Against the Grain interview

1. How did Against the Grain formulate, music-wise and name wise?
Well, my brother Chris (singer/bassist) and I have been playing in bands together for 11 years. Nick was the last guitarist in our latest band, “No Regrets”, who broke up when our singer moved to Idaho. We jammed here and there for about 2 years just messing around, but we had no desire to start a band. When I started working in a different department at work with Bryan, we were connecting over music, and decided to jam one day. My brother was upstairs and heard us jamming, and decided to jam with us. It just clicked so well that we started jamming more, and began writing songs. It was a really natural thing; it was never like “Let’s start a band!” The name came from when we were writing songs, we felt it was punk, but definitely something a little different. So the name, style and lyrical content kinda go hand in hand.

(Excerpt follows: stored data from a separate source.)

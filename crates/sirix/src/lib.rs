#![forbid(unsafe_code)]
//! Versioned, copy-on-write storage engine for tree-structured documents.
//!
//! This crate is the facade: it wires the lower-level `sirix-*` crates
//! (node model, page layer, versioning, write-ahead log, node/page
//! transactions, path summary and value index, axes) into a usable library
//! surface — [`Database`] and [`Resource`] for opening and holding
//! resources, [`Config`] for the options spec §6.5 names, and re-exports of
//! the node write/read transactions and axis iterators callers actually
//! operate on.

mod config;
mod database;
pub mod logging;
mod resource;
mod timer;

pub use config::{Config, HashKindConfig, IndexKind, VersioningKind};
pub use database::Database;
pub use resource::{in_memory_resource, OpenableStore, ReadGuard, Resource, WriteGuard};

pub use sirix_axis::{ChildAxis, DescendantAxis, FilterAxis, LevelOrderAxis, NodeSource, NodeView, PostOrderAxis};
pub use sirix_index::{PathNode, PathNodeView, PathSummaryTree};
pub use sirix_io::{FilePageStore, InMemoryPageStore, PageReader, PageWriter};
pub use sirix_node::{HashKind, NamedData, Node, NodeKind, QName, StructuralData, ValuedData};
pub use sirix_node_trx::{InsertPosition, NodeEvent, NodeWriteTrx};
pub use sirix_page_trx::PageReadTrx;
pub use sirix_types::{NodeKey, Result, RevisionNumber, SirixError};
pub use sirix_versioning::VersioningPolicy;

2. How long have Against the Grain members been active in the Detroit music scene?
Chris and I have been playing for almost 11 years. Our first show was at the Wired Frog. Chris was 9 years old, and I was 12. We were called “Circus Midget”, then “Say Uncle”, “Butternikles” and then No Regrets for about the last 5 years. Nick was in No Regrets for the last year. Bryan has always jammed with people for well over 10 years, but nothing too serious.

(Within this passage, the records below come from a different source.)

use std::collections::HashMap;

use sirix_axis::{NodeSource, NodeView, PostOrderAxis};
use sirix_node::NodeKind;
use sirix_types::{NodeKey, Result, SirixError};

/// A node in the path-summary tree: one entry per distinct root-to-node
/// path, reference-counted by how many live main-tree nodes share it
/// (spec §3.6).
#[derive(Clone, Debug)]
pub struct PathNode {
    pub path_node_key: NodeKey,
    pub parent: Option<NodeKey>,
    pub first_child: Option<NodeKey>,
    pub right_sibling: Option<NodeKey>,
    pub left_sibling: Option<NodeKey>,
    pub name_key: u64,
    pub uri_key: u64,
    pub kind: NodeKind,
    pub level: u32,
    pub reference_count: u64,
}

/// A view onto [`PathNode`] for [`sirix_axis`]'s generic axes.
#[derive(Copy, Clone)]
pub struct PathNodeView {
    first_child: Option<NodeKey>,
    right_sibling: Option<NodeKey>,
    left_sibling: Option<NodeKey>,
    parent: Option<NodeKey>,
    name: Option<(u64, u64)>,
    kind_tag: u8,
    level: u32,
}

impl NodeView for PathNodeView {
    fn first_child(&self) -> Option<NodeKey> {
        self.first_child
    }
    fn right_sibling(&self) -> Option<NodeKey> {
        self.right_sibling
    }
    fn left_sibling(&self) -> Option<NodeKey> {
        self.left_sibling
    }
    fn parent(&self) -> Option<NodeKey> {
        self.parent
    }
    fn name(&self) -> Option<(u64, u64)> {
        self.name
    }
    fn kind_tag(&self) -> u8 {
        self.kind_tag
    }
    fn level(&self) -> u32 {
        self.level
    }
}

fn kind_tag(kind: NodeKind) -> u8 {
    match kind {
        NodeKind::DocumentRoot => 0,
        NodeKind::Element => 1,
        NodeKind::Text => 2,
        NodeKind::Attribute => 3,
        NodeKind::Namespace => 4,
        NodeKind::Comment => 5,
        NodeKind::ProcessingInstruction => 6,
    }
}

3. What made you decide to add elements of 70s hard rock to your style of punk rock?
We listen to a lot of different music. I actually feel it has a lot of blues in it rather than rock, but sped up I guess that’s how it comes across. We really just write what we feel like, and that’s how it came out.
To Quote Jello Biafra:
“Punk's not dead
It just deserves to die
When it becomes another stale cartoon
A close-minded, self-centered social club
Ideas don't matter, it's who you know
If the music's gotten boring
It's because of the people
Who want everyone to sound the same
Who drive bright people out
Of our so-called scene
'Til all that's left Is just a meaningless fad”

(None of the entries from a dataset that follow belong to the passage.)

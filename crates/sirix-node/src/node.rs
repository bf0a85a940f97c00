use sirix_types::NodeKey;

/// The kind of a node, per spec §3.1. Every node is one of these seven
/// variants; capability is layered on top via the `Structural`, `Named`,
/// and `Valued` traits below rather than a class hierarchy.
#[derive(Copy, Clone, Eq, PartialEq, Hash, Debug)]
pub enum NodeKind {
    DocumentRoot,
    Element,
    Text,
    Attribute,
    Namespace,
    Comment,
    ProcessingInstruction,
}

impl NodeKind {
    /// Structural nodes participate in the sibling/child/descendant graph.
    /// Attributes and namespaces are non-structural children of elements.
    pub fn is_structural(self) -> bool {
        !matches!(self, NodeKind::Attribute | NodeKind::Namespace)
    }

    pub fn is_named(self) -> bool {
        matches!(
            self,
            NodeKind::Element | NodeKind::Attribute | NodeKind::Namespace | NodeKind::ProcessingInstruction
        )
    }

    pub fn is_valued(self) -> bool {
        matches!(
            self,
            NodeKind::Text | NodeKind::Attribute | NodeKind::Comment | NodeKind::ProcessingInstruction
        )
    }
}

/// Link state shared by every structural node (spec §3.1, §4.1).
#[derive(Clone, Debug, Default, Eq, PartialEq)]
pub struct StructuralData {
    pub first_child_key: Option<NodeKey>,
    pub left_sibling_key: Option<NodeKey>,
    pub right_sibling_key: Option<NodeKey>,
    pub child_count: u64,
    pub descendant_count: u64,
}

/// Name/URI/path-summary binding shared by every named node.
#[derive(Clone, Debug, Default, Eq, PartialEq)]
pub struct NamedData {
    pub name_key: u32,
    pub uri_key: u32,
    pub path_node_key: Option<NodeKey>,
}

/// Byte-valued payload shared by every valued node.
#[derive(Clone, Debug, Default, Eq, PartialEq)]
pub struct ValuedData {
    pub value: Vec<u8>,
    pub compressed: bool,
}

/// A typed tree node. Tagged variant over `NodeKind`, each carrying exactly
/// the capability data its kind owns (spec §9 design note: "tagged variant
/// ... traits expose only capability sets").
#[derive(Clone, Debug, PartialEq)]
pub enum Node {
    DocumentRoot {
        key: NodeKey,
        hash: u64,
        structural: StructuralData,
    },
    Element {
        key: NodeKey,
        parent_key: NodeKey,
        hash: u64,
        structural: StructuralData,
        named: NamedData,
        attributes: Vec<NodeKey>,
        namespaces: Vec<NodeKey>,
    },
    Text {
        key: NodeKey,
        parent_key: NodeKey,
        hash: u64,
        structural: StructuralData,
        valued: ValuedData,
    },
    Attribute {
        key: NodeKey,
        parent_key: NodeKey,
        hash: u64,
        named: NamedData,
        valued: ValuedData,
    },
    Namespace {
        key: NodeKey,
        parent_key: NodeKey,
        hash: u64,
        named: NamedData,
    },
    Comment {
        key: NodeKey,
        parent_key: NodeKey,
        hash: u64,
        structural: StructuralData,
        valued: ValuedData,
    },
    ProcessingInstruction {
        key: NodeKey,
        parent_key: NodeKey,
        hash: u64,
        structural: StructuralData,
        named: NamedData,
        valued: ValuedData,
    },
    /// Tombstone written over a removed node's slot (spec §4.1). Any fetch
    /// resolving to this variant is reported to callers as absent.
    Deleted { key: NodeKey },
}

impl Node {
    pub fn kind(&self) -> Option<NodeKind> {
        match self {
            Node::DocumentRoot { .. } => Some(NodeKind::DocumentRoot),
            Node::Element { .. } => Some(NodeKind::Element),
            Node::Text { .. } => Some(NodeKind::Text),
            Node::Attribute { .. } => Some(NodeKind::Attribute),
            Node::Namespace { .. } => Some(NodeKind::Namespace),
            Node::Comment { .. } => Some(NodeKind::Comment),
            Node::ProcessingInstruction { .. } => Some(NodeKind::ProcessingInstruction),
            Node::Deleted { .. } => None,
        }
    }

    pub fn node_key(&self) -> NodeKey {
        match self {
            Node::DocumentRoot { key, .. }
            | Node::Element { key, .. }
            | Node::Text { key, .. }
            | Node::Attribute { key, .. }
            | Node::Namespace { key, .. }
            | Node::Comment { key, .. }
            | Node::ProcessingInstruction { key, .. }
            | Node::Deleted { key } => *key,
        }
    }

    pub fn parent_key(&self) -> Option<NodeKey> {
        match self {
            Node::DocumentRoot { .. } | Node::Deleted { .. } => None,
            Node::Element { parent_key, .. }
            | Node::Text { parent_key, .. }
            | Node::Attribute { parent_key, .. }
            | Node::Namespace { parent_key, .. }
            | Node::Comment { parent_key, .. }
            | Node::ProcessingInstruction { parent_key, .. } => Some(*parent_key),
        }
    }

    pub fn is_tombstone(&self) -> bool {
        matches!(self, Node::Deleted { .. })
    }

    pub fn hash(&self) -> Option<u64> {
        match self {
            Node::DocumentRoot { hash, .. }
            | Node::Element { hash, .. }
            | Node::Text { hash, .. }
            | Node::Attribute { hash, .. }
            | Node::Namespace { hash, .. }
            | Node::Comment { hash, .. }
            | Node::ProcessingInstruction { hash, .. } => Some(*hash),
            Node::Deleted { .. } => None,
        }
    }

    pub fn set_hash(&mut self, new_hash: u64) {
        match self {
            Node::DocumentRoot { hash, .. }
            | Node::Element { hash, .. }
            | Node::Text { hash, .. }
            | Node::Attribute { hash, .. }
            | Node::Namespace { hash, .. }
            | Node::Comment { hash, .. }
            | Node::ProcessingInstruction { hash, .. } => *hash = new_hash,
            Node::Deleted { .. } => {}
        }
    }

    pub fn structural(&self) -> Option<&StructuralData> {
        match self {
            Node::DocumentRoot { structural, .. }
            | Node::Element { structural, .. }
            | Node::Text { structural, .. }
            | Node::Comment { structural, .. }
            | Node::ProcessingInstruction { structural, .. } => Some(structural),
            _ => None,
        }
    }

    pub fn structural_mut(&mut self) -> Option<&mut StructuralData> {
        match self {
            Node::DocumentRoot { structural, .. }
            | Node::Element { structural, .. }
            | Node::Text { structural, .. }
            | Node::Comment { structural, .. }
            | Node::ProcessingInstruction { structural, .. } => Some(structural),
            _ => None,
        }
    }

    pub fn named(&self) -> Option<&NamedData> {
        match self {
            Node::Element { named, .. }
            | Node::Attribute { named, .. }
            | Node::Namespace { named, .. }
            | Node::ProcessingInstruction { named, .. } => Some(named),
            _ => None,
        }
    }

    pub fn named_mut(&mut self) -> Option<&mut NamedData> {
        match self {
            Node::Element { named, .. }
            | Node::Attribute { named, .. }
            | Node::Namespace { named, .. }
            | Node::ProcessingInstruction { named, .. } => Some(named),
            _ => None,
        }
    }

    pub fn valued(&self) -> Option<&ValuedData> {
        match self {
            Node::Text { valued, .. }
            | Node::Attribute { valued, .. }
            | Node::Comment { valued, .. }
            | Node::ProcessingInstruction { valued, .. } => Some(valued),
            _ => None,
        }
    }

    pub fn valued_mut(&mut self) -> Option<&mut ValuedData> {
        match self {
            Node::Text { valued, .. }
            | Node::Attribute { valued, .. }
            | Node::Comment { valued, .. }
            | Node::ProcessingInstruction { valued, .. } => Some(valued),
            _ => None,
        }
    }

    pub fn attributes(&self) -> &[NodeKey] {
        match self {
            Node::Element { attributes, .. } => attributes,
            _ => &[],
        }
    }

    pub fn attributes_mut(&mut self) -> Option<&mut Vec<NodeKey>> {
        match self {
            Node::Element { attributes, .. } => Some(attributes),
            _ => None,
        }
    }

    pub fn namespaces(&self) -> &[NodeKey] {
        match self {
            Node::Element { namespaces, .. } => namespaces,
            _ => &[],
        }
    }

    pub fn namespaces_mut(&mut self) -> Option<&mut Vec<NodeKey>> {
        match self {
            Node::Element { namespaces, .. } => Some(namespaces),
            _ => None,
        }
    }

    // Structural link mutators (spec §4.1).

    pub fn set_first_child(&mut self, child: Option<NodeKey>) {
        if let Some(s) = self.structural_mut() {
            s.first_child_key = child;
        }
    }

    pub fn set_left_sibling(&mut self, sibling: Option<NodeKey>) {
        if let Some(s) = self.structural_mut() {
            s.left_sibling_key = sibling;
        }
    }

    pub fn set_right_sibling(&mut self, sibling: Option<NodeKey>) {
        if let Some(s) = self.structural_mut() {
            s.right_sibling_key = sibling;
        }
    }

    pub fn increment_child_count(&mut self) {
        if let Some(s) = self.structural_mut() {
            s.child_count += 1;
        }
    }

    pub fn decrement_child_count(&mut self) {
        if let Some(s) = self.structural_mut() {
            s.child_count = s.child_count.saturating_sub(1);
        }
    }

    pub fn increment_descendant_count(&mut self, by: u64) {
        if let Some(s) = self.structural_mut() {
            s.descendant_count += by;
        }
    }

    pub fn decrement_descendant_count(&mut self, by: u64) {
        if let Some(s) = self.structural_mut() {
            s.descendant_count = s.descendant_count.saturating_sub(by);
        }
    }
}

That’s kinda how I’ve always felt about punk.
4. Who did you record your first demo (the Redline EP) with? What was that experience like?
That was recorded with Mick from Zoinga. It was fast and awesome. Took 3 days total. No Regrets recorded out last EP with Mick, so we already knew him and were totally comfortable with him. He has an ear for producing, and is always helpful. We did it incredibly fast, a lot of first and second takes. We’re gonna go back and do a bunch more with him soon.
5. What are your thoughts about free/pirated music? Is it positive or negative?
For bands starting off and trying to get their music out there, it’s fantastic. We give our EP away for free because we just want people to hear it. (Plug: www.mediafire.com/atgtheband) But I can see when you’re to the point of trying to make a living off your music, and you’re struggling, it could definitely hurt you. I think the point in which bands are affected by it is when it becomes something you’re trying to make a living off of, and you can’t because everyone’s downloading your stuff.
6. What’s the best local band to go and see play? Why?
Oh shit, ha-ha. There are a lot of great ones. We always love seeing our friends in The A-Gang. St Thomas Boys always promise a great show. Hellmouth, of course. D.A. should be exploding soon. Core Rotten are awesome. And a lot of the new ones like The Plastic Boyz, Assault Squad, Koffin Kats, Fisherking, Superbums, DPR, Live to Kill, Downtown Brown, Aggro or Die, D.I.E., and Snakewing are bands people should definitely check out.
7. A little off-topic, what are your thoughts on so-called Crack Rock Steady music? Is it a serious genre or is it just a negative stereotype of punk rockers?
I take that whole scene with a grain of salt. I personally never got that into it, but I know a lot of people base their lives around that scene. I just never took the lyrics of LOC to heart, really. I don’t respect STZA, but I do love the music.
8. What are your opinions on 21+ and 18+ shows and why?
I love all-ages shows. We rarely get to play those because the all-ages venues have it rough because kids are generally so in and out with trends, so they can’t rely on bands for too long to bring a flow of people, and they’re not making money selling alcohol. Plus, underage kids sneaking alcohol in screws with their liquor licenses.
9. Does Against the Grain have any out-of-Detroit plans in the future? If so, where and when?
Yes, we plan on taking this as far as people would like to see us, or let us. We’re going to do (hopefully 2) 15 day tours the summer of 2011. Until then, we’re trying to spread around MI, IL, and anywhere in the Midwest.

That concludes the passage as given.